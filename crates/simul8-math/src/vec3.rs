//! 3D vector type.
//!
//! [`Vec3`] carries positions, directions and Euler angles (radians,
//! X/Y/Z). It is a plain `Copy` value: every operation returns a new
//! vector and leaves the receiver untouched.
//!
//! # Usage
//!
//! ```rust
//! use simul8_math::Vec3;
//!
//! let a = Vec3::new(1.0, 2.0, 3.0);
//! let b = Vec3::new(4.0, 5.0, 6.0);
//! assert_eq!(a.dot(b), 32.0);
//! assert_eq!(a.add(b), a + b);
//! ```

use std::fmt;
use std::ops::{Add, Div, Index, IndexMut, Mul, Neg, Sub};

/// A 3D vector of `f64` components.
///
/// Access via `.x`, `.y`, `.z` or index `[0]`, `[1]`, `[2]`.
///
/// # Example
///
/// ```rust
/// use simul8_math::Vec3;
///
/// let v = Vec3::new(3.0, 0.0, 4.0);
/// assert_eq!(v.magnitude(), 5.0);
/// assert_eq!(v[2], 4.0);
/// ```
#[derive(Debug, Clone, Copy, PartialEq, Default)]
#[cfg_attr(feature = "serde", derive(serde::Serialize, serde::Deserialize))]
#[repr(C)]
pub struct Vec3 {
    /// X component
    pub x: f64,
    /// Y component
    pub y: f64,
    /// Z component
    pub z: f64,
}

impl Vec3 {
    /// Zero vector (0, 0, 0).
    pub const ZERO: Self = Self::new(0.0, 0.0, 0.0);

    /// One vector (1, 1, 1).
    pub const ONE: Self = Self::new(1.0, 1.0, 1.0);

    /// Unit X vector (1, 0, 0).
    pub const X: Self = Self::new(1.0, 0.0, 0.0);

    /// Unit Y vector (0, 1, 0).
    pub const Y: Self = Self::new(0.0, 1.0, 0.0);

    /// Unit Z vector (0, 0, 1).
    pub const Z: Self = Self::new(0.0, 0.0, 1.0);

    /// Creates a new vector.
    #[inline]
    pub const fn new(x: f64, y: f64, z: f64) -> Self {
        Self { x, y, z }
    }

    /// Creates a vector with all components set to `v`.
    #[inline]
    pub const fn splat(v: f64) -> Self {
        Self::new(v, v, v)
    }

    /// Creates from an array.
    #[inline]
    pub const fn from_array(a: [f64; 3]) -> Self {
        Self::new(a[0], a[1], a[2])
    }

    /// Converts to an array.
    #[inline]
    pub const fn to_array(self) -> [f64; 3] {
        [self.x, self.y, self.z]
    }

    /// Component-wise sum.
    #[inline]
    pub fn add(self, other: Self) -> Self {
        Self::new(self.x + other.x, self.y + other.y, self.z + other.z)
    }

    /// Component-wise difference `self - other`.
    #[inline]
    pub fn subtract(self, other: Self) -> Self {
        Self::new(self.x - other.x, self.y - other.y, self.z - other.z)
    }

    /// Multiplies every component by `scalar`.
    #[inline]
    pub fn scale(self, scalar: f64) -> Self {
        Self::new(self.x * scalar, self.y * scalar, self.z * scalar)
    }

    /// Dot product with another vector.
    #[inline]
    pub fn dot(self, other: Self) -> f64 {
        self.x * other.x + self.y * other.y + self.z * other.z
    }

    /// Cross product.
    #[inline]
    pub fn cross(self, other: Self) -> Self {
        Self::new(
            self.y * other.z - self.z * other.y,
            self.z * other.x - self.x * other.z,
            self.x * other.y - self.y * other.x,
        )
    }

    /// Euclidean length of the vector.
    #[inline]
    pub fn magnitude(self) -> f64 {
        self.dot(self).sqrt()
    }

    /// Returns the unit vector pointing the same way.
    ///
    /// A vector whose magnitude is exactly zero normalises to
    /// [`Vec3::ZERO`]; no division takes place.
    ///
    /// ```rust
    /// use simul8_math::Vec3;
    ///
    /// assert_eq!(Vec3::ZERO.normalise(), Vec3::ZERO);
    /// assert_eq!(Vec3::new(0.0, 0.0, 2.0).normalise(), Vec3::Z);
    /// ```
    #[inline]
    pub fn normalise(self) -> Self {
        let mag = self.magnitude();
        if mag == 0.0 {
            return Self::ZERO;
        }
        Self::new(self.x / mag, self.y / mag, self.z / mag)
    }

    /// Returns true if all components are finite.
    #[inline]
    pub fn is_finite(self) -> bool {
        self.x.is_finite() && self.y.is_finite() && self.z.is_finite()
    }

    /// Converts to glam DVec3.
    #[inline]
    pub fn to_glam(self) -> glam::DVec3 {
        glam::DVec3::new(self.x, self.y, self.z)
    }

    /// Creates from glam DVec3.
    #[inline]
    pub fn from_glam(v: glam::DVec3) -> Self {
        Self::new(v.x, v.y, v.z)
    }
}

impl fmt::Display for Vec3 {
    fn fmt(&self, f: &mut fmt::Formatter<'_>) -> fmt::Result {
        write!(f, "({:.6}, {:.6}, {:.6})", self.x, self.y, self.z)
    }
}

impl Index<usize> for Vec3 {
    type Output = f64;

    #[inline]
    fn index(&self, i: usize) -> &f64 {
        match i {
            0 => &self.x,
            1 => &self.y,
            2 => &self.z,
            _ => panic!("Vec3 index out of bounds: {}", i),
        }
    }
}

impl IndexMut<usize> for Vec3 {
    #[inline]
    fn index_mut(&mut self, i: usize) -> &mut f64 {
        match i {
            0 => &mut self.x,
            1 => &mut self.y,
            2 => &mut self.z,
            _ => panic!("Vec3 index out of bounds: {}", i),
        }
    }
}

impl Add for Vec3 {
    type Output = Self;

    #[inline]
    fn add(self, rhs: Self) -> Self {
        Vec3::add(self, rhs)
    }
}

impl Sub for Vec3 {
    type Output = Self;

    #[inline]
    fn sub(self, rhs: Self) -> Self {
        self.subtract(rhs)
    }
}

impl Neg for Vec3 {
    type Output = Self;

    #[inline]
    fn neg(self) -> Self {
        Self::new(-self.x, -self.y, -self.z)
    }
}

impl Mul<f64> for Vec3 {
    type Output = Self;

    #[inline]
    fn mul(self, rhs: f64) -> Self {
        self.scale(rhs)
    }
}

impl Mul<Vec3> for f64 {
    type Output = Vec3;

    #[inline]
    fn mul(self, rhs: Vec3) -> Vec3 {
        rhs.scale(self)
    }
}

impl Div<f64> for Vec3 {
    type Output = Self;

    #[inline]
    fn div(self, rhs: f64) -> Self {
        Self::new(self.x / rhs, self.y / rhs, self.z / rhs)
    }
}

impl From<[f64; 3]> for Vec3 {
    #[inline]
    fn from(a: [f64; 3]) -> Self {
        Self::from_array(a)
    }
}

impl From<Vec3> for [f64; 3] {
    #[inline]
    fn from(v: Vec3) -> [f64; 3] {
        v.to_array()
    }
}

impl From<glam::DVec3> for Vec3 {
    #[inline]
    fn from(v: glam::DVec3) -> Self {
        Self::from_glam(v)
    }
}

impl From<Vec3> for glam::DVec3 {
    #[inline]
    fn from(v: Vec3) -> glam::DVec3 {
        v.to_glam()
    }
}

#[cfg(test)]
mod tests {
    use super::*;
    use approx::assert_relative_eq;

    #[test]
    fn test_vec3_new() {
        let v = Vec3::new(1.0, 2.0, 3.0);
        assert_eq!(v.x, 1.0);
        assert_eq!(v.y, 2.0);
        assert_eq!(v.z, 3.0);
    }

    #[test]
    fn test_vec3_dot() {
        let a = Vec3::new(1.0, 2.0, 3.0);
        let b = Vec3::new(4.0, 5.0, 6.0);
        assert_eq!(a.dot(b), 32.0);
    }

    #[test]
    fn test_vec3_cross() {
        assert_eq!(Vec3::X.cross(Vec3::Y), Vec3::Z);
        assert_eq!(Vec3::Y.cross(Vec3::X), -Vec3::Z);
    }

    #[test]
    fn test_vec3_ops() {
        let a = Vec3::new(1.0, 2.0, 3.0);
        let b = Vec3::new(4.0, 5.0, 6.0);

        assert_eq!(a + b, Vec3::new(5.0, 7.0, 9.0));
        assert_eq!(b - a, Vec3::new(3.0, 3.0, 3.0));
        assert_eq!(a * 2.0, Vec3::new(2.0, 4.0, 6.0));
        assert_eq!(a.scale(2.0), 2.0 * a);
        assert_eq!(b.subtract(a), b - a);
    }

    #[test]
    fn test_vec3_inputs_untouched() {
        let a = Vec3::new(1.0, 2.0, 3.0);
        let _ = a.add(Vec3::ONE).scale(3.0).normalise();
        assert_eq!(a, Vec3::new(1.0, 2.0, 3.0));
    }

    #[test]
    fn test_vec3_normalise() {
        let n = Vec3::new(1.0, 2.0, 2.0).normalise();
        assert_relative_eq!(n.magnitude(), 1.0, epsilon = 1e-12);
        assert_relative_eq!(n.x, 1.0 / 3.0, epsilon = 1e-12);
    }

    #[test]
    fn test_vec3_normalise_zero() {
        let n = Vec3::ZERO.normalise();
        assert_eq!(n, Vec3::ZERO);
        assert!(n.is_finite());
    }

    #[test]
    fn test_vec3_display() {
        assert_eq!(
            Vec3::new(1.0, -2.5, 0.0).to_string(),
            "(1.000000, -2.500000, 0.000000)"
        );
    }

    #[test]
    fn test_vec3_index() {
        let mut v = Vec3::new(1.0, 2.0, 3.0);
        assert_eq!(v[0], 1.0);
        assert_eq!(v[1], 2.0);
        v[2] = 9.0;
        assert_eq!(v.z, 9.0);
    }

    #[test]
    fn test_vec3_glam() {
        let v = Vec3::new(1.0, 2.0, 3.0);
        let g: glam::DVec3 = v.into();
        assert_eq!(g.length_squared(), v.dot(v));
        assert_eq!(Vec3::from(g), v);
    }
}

• _Work instruction_:
Could you show every line of the material that includes the string "product"?

• _Exercise solution_:
    /// Dot product with another vector.
    /// Cross product.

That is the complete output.